# PROBLEM DESCRIPTION
Scan the records for "routes" and copy each line that contains it.

# DATA FOR THIS EXERCISE
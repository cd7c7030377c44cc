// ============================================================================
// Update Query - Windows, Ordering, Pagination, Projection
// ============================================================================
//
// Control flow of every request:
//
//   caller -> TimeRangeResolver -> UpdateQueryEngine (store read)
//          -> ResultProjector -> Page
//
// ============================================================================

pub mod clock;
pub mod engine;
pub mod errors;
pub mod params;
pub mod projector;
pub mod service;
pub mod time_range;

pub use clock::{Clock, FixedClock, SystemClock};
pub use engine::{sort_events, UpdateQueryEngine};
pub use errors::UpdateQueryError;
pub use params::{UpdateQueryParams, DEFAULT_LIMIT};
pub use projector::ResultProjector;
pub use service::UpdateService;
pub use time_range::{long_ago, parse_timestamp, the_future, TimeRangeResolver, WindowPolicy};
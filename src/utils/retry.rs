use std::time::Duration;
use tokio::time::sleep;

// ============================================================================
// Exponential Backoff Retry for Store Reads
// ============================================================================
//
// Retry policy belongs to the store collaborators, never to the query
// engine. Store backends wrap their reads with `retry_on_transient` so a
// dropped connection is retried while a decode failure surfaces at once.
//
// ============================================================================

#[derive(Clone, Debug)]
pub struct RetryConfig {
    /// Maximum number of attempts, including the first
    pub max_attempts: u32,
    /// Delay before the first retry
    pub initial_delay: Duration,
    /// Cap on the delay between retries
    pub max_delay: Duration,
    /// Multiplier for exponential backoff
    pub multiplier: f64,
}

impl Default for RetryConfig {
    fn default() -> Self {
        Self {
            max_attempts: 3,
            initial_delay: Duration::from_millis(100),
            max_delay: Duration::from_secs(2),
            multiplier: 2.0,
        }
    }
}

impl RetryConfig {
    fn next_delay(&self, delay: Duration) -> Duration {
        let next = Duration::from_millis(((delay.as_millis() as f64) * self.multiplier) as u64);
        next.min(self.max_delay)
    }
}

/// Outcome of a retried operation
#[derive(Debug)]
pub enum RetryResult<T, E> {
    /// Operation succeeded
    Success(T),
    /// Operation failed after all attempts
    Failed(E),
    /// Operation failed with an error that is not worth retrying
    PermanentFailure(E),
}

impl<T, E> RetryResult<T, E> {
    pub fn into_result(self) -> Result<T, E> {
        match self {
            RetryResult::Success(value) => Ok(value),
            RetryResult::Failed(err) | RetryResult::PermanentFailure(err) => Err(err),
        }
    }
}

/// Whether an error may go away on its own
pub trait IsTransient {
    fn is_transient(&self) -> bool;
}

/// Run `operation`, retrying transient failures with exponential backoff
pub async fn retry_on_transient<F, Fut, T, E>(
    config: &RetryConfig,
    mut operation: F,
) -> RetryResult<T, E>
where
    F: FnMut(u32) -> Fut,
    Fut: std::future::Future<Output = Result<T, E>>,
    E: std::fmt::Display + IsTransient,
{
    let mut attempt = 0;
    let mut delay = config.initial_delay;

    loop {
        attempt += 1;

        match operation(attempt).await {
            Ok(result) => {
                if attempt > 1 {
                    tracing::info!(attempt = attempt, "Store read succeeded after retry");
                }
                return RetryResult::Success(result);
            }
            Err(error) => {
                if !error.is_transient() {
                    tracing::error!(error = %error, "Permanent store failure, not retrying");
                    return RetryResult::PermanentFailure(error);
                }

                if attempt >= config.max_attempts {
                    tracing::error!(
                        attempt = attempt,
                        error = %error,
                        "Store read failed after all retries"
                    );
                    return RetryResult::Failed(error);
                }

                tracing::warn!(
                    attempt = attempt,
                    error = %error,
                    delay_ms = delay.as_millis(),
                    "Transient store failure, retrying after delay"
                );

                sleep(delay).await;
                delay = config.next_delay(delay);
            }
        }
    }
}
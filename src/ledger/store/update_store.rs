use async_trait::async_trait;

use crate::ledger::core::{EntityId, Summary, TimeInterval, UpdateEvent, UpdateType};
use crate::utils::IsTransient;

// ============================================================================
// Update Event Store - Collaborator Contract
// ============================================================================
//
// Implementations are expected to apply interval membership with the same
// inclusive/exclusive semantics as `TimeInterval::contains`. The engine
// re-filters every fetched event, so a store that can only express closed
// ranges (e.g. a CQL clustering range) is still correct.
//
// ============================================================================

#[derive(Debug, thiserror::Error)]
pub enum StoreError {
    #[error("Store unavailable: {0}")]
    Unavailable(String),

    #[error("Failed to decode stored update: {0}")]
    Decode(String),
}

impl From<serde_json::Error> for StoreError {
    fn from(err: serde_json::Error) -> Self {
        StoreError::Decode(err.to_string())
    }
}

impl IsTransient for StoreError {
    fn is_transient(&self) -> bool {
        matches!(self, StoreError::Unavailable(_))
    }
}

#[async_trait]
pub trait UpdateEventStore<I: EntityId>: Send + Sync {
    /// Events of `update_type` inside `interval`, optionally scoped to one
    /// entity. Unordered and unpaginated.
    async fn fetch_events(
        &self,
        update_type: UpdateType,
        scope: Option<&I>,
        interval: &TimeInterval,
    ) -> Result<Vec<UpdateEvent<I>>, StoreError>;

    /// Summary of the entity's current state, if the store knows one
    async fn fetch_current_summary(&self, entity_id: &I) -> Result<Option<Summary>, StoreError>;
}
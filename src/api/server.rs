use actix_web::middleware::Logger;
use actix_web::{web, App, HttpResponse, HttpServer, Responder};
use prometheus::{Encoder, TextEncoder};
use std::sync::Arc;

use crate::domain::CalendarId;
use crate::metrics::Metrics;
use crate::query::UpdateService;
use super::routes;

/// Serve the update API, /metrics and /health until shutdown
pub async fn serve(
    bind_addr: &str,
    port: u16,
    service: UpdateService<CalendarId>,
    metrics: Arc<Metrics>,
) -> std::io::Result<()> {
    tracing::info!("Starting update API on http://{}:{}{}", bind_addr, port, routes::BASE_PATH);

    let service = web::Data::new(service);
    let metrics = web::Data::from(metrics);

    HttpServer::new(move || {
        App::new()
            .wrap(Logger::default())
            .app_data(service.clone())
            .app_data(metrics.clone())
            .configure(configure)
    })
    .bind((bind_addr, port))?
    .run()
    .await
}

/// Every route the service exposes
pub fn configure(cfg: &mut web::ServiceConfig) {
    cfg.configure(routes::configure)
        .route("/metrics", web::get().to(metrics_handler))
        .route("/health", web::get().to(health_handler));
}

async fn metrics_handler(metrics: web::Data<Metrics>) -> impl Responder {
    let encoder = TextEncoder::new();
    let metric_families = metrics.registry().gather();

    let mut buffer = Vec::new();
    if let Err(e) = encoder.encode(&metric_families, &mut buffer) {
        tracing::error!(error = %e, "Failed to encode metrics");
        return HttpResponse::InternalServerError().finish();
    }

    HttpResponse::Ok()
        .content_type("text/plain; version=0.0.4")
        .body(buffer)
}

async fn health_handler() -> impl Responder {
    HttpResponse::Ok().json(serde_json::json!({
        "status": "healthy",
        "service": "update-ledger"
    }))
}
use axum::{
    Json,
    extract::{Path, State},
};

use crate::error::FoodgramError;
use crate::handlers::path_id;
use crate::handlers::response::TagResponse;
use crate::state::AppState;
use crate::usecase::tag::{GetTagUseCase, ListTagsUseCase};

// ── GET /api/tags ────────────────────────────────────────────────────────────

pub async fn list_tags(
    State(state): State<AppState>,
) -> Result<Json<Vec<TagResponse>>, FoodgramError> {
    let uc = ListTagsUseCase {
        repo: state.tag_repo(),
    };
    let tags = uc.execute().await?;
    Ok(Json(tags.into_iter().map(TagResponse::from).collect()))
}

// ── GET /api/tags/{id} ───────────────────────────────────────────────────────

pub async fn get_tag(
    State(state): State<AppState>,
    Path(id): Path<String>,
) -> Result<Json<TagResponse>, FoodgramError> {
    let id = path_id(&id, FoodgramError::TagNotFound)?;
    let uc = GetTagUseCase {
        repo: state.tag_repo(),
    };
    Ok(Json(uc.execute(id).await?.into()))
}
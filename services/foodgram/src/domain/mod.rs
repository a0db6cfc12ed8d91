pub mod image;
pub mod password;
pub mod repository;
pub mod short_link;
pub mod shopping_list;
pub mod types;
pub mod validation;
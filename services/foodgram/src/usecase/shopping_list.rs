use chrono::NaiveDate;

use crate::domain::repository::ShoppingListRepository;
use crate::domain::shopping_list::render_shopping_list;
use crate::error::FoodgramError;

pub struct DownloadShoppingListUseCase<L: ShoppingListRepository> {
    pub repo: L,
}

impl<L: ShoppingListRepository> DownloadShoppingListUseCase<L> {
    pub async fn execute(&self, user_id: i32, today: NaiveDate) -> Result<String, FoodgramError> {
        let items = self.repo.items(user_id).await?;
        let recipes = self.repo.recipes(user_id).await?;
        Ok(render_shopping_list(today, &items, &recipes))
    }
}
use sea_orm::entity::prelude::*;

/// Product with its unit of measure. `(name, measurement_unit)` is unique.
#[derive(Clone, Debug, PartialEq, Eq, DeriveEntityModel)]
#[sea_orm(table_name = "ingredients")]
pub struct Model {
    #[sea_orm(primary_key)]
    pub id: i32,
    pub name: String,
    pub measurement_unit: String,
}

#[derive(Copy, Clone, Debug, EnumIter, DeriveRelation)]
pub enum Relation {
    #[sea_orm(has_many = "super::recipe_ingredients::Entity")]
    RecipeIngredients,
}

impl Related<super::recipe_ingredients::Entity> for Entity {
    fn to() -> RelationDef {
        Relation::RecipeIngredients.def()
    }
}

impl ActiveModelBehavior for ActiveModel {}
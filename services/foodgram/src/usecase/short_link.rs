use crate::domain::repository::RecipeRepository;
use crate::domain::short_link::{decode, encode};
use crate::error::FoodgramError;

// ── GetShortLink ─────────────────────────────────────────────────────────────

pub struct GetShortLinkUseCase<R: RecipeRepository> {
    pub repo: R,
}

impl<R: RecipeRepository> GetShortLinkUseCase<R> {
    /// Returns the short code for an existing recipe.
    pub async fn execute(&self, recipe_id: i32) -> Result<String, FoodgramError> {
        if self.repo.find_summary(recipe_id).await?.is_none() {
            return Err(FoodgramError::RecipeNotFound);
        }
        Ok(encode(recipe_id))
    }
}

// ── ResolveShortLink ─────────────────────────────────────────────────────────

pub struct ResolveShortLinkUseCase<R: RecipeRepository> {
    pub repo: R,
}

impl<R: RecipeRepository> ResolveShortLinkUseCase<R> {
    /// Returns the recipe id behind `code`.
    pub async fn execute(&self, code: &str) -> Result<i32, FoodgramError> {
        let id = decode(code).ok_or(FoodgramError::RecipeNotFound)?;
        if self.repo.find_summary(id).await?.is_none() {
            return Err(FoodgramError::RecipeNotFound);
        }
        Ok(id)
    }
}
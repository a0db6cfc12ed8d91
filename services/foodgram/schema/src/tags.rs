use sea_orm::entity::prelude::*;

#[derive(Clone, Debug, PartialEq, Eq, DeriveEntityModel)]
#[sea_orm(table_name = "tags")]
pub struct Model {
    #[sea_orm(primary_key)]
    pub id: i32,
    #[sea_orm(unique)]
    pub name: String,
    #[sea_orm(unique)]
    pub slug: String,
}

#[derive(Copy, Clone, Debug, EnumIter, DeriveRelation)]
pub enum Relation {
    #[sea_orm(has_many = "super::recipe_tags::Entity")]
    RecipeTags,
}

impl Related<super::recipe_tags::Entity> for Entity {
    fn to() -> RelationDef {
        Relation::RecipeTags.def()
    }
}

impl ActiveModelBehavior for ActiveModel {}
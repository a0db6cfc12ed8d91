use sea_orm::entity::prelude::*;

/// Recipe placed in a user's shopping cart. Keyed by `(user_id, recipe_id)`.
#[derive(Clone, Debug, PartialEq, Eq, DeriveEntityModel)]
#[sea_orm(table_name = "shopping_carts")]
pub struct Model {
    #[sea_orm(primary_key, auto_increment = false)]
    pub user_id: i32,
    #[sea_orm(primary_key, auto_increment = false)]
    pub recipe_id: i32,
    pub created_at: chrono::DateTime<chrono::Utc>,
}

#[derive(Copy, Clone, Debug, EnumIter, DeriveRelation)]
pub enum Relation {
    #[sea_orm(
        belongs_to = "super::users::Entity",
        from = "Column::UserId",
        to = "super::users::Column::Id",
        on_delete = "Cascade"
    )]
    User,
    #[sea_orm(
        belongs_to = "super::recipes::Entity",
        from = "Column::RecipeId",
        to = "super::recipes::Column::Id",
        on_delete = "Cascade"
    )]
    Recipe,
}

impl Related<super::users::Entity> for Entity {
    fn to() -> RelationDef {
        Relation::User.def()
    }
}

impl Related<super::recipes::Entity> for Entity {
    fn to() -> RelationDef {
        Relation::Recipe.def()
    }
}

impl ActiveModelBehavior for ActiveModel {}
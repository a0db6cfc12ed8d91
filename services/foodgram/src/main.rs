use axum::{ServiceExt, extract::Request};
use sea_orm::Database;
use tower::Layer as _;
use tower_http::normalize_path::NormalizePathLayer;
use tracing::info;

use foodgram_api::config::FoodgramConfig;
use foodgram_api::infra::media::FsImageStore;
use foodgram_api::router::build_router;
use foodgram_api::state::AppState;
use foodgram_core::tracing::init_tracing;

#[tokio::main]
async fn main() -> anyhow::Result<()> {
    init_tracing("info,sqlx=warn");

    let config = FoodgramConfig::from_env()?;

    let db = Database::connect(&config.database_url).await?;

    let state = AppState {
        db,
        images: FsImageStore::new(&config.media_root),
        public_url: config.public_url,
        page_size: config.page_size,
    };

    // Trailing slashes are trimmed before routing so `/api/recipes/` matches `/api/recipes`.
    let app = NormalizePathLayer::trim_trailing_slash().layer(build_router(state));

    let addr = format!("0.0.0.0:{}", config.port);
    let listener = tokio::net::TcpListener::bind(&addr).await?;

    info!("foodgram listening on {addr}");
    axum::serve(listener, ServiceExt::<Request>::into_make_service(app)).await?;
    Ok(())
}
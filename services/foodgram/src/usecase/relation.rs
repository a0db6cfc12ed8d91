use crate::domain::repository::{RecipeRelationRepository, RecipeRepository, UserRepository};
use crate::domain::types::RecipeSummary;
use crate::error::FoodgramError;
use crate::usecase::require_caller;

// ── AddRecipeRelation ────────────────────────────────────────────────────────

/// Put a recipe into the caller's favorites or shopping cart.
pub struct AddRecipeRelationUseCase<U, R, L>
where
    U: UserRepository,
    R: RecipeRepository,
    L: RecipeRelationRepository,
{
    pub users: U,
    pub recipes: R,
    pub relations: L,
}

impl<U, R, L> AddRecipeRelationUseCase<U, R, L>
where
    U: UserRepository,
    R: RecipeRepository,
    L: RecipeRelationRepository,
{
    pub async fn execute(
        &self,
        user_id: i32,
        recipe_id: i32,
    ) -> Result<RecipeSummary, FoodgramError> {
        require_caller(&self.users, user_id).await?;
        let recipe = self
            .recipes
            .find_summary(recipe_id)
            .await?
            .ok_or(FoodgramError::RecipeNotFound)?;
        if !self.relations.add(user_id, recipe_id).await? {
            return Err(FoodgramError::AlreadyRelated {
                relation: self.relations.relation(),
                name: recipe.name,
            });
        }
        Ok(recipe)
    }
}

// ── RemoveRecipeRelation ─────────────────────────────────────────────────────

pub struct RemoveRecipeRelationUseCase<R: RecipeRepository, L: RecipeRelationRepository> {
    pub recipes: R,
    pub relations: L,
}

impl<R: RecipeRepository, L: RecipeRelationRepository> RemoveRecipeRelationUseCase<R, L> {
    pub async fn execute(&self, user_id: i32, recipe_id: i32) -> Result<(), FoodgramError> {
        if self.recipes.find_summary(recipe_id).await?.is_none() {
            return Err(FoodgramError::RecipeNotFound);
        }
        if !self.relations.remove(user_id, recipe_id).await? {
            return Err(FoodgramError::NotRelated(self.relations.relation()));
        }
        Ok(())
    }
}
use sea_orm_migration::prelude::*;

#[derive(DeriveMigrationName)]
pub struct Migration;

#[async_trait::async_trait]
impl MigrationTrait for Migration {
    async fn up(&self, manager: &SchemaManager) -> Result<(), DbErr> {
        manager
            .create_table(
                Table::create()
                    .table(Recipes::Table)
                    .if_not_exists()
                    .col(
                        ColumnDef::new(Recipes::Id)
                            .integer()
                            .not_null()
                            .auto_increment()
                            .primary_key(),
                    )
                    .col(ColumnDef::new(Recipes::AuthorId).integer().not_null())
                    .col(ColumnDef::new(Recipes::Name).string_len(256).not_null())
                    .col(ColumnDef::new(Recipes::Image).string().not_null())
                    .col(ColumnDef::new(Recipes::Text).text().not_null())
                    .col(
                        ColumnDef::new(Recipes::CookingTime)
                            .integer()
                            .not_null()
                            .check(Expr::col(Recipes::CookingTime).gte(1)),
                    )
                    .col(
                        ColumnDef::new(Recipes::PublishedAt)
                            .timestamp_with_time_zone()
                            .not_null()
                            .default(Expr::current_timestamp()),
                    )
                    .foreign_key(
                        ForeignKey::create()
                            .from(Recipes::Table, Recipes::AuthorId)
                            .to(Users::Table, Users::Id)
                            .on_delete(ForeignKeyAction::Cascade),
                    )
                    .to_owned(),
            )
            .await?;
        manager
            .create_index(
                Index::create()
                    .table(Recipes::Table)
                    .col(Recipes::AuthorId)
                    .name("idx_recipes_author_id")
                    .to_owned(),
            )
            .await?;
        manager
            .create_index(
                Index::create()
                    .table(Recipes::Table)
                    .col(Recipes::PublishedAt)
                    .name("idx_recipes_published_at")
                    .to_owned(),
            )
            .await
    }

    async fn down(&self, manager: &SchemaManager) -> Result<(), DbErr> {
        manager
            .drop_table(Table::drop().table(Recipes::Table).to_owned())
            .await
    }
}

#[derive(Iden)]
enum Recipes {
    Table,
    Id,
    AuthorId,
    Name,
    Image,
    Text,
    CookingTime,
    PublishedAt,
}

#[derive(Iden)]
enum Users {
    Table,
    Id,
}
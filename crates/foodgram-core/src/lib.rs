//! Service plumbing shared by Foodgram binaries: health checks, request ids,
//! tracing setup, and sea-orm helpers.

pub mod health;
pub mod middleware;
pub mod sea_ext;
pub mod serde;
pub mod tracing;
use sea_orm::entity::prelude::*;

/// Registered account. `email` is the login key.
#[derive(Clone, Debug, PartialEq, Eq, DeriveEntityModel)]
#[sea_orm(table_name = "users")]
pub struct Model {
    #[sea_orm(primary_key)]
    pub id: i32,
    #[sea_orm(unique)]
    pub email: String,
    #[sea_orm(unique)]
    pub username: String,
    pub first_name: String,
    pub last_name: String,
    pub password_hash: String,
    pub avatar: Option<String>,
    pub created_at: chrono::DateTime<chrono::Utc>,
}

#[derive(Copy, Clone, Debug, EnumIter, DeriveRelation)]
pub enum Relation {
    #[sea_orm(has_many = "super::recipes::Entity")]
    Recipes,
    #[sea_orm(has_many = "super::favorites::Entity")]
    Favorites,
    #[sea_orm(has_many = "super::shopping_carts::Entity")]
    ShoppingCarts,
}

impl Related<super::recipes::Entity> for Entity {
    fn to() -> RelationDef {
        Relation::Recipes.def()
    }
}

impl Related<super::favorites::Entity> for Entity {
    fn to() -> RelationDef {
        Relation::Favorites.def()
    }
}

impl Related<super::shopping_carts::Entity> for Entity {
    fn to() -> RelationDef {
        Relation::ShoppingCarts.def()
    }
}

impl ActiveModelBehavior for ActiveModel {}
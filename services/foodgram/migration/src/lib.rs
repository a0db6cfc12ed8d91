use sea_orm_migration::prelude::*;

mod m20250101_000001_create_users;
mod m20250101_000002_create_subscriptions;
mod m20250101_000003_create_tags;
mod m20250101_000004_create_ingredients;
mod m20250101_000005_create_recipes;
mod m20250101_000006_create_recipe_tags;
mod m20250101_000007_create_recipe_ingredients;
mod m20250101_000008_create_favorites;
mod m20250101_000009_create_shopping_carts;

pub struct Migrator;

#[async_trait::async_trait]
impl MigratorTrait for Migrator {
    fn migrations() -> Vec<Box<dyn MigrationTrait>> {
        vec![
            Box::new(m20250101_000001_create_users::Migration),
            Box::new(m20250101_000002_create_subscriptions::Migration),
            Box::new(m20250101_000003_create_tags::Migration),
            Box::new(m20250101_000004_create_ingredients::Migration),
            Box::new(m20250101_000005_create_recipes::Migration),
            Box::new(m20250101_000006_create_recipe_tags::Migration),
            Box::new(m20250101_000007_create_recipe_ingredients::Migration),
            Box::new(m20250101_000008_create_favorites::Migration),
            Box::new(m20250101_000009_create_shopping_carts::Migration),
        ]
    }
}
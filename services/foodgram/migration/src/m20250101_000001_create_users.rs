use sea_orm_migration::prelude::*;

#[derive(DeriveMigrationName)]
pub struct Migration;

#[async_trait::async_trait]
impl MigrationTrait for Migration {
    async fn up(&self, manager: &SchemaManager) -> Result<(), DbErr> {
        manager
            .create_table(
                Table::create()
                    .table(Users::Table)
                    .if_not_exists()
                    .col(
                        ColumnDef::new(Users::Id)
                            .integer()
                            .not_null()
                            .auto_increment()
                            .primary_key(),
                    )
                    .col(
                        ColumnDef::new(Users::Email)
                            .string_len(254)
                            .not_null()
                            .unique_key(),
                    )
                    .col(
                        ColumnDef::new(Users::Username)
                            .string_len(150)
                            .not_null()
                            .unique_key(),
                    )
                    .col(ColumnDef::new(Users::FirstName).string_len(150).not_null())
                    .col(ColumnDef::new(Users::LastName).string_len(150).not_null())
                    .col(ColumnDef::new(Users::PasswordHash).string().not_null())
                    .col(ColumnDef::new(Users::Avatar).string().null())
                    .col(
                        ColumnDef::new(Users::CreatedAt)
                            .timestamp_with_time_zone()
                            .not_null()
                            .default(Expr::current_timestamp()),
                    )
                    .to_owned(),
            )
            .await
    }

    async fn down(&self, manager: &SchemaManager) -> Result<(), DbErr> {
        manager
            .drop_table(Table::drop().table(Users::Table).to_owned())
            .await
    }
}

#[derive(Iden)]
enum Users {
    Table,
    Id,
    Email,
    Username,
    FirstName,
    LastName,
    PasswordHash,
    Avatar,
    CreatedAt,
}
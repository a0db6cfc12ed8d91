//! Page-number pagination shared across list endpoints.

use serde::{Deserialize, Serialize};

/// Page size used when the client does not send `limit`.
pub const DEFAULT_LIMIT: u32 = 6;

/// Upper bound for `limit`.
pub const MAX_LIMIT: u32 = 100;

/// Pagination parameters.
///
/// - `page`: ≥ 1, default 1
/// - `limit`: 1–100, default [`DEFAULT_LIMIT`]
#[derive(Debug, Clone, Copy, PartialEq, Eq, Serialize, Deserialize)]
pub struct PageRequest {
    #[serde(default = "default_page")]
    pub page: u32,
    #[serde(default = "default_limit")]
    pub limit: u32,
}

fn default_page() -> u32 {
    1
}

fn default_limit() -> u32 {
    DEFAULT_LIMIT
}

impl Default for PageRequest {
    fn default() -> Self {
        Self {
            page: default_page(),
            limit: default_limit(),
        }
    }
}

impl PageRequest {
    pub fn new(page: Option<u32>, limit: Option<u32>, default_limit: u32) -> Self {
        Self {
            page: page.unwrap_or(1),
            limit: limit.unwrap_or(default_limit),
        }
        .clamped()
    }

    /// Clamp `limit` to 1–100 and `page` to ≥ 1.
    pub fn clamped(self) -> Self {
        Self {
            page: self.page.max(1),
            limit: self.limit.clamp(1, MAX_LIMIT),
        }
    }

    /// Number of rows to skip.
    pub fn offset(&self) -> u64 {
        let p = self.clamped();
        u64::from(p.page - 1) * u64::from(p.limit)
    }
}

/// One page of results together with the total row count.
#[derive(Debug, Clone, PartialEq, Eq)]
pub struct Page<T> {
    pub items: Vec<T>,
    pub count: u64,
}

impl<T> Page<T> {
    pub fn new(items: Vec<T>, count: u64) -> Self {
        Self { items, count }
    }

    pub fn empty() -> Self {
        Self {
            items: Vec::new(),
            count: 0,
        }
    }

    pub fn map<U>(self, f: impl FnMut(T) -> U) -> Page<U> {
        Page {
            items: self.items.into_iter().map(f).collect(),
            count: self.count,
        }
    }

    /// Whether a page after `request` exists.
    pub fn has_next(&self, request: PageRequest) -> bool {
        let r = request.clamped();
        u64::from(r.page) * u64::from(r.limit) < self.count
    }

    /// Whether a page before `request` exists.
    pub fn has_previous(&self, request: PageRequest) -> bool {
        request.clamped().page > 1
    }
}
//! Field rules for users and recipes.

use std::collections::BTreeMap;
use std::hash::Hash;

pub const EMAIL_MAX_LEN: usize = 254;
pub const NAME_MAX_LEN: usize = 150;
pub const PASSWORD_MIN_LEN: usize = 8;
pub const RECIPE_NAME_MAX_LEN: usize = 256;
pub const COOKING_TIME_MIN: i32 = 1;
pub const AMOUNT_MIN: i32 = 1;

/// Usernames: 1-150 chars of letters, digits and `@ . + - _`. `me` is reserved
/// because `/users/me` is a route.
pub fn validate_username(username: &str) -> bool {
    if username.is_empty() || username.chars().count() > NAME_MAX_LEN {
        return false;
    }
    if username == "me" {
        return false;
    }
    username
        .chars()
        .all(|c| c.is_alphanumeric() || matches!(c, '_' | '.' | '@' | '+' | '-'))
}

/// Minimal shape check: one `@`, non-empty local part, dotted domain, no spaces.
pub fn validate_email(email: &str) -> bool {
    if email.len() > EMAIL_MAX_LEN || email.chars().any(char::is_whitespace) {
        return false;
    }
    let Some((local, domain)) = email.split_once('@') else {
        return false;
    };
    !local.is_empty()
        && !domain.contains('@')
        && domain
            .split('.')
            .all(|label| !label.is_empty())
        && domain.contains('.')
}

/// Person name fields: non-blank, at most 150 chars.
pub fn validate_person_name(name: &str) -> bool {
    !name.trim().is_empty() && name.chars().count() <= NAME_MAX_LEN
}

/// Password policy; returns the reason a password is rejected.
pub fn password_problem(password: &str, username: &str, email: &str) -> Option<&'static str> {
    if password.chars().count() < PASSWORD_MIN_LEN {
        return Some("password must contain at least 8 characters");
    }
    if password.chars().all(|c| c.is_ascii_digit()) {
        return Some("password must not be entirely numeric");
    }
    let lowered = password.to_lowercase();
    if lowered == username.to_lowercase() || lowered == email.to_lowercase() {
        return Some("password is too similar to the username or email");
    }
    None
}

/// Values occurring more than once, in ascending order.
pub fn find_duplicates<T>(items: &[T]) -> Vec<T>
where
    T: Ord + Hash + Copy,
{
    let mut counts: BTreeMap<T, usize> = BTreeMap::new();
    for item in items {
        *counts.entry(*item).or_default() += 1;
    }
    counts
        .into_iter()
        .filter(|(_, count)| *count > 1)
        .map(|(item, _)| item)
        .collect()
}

# SOLUTION
use super::routes;
    tracing::info!("Starting update API on http://{}:{}{}", bind_addr, port, routes::BASE_PATH);
    cfg.configure(routes::configure)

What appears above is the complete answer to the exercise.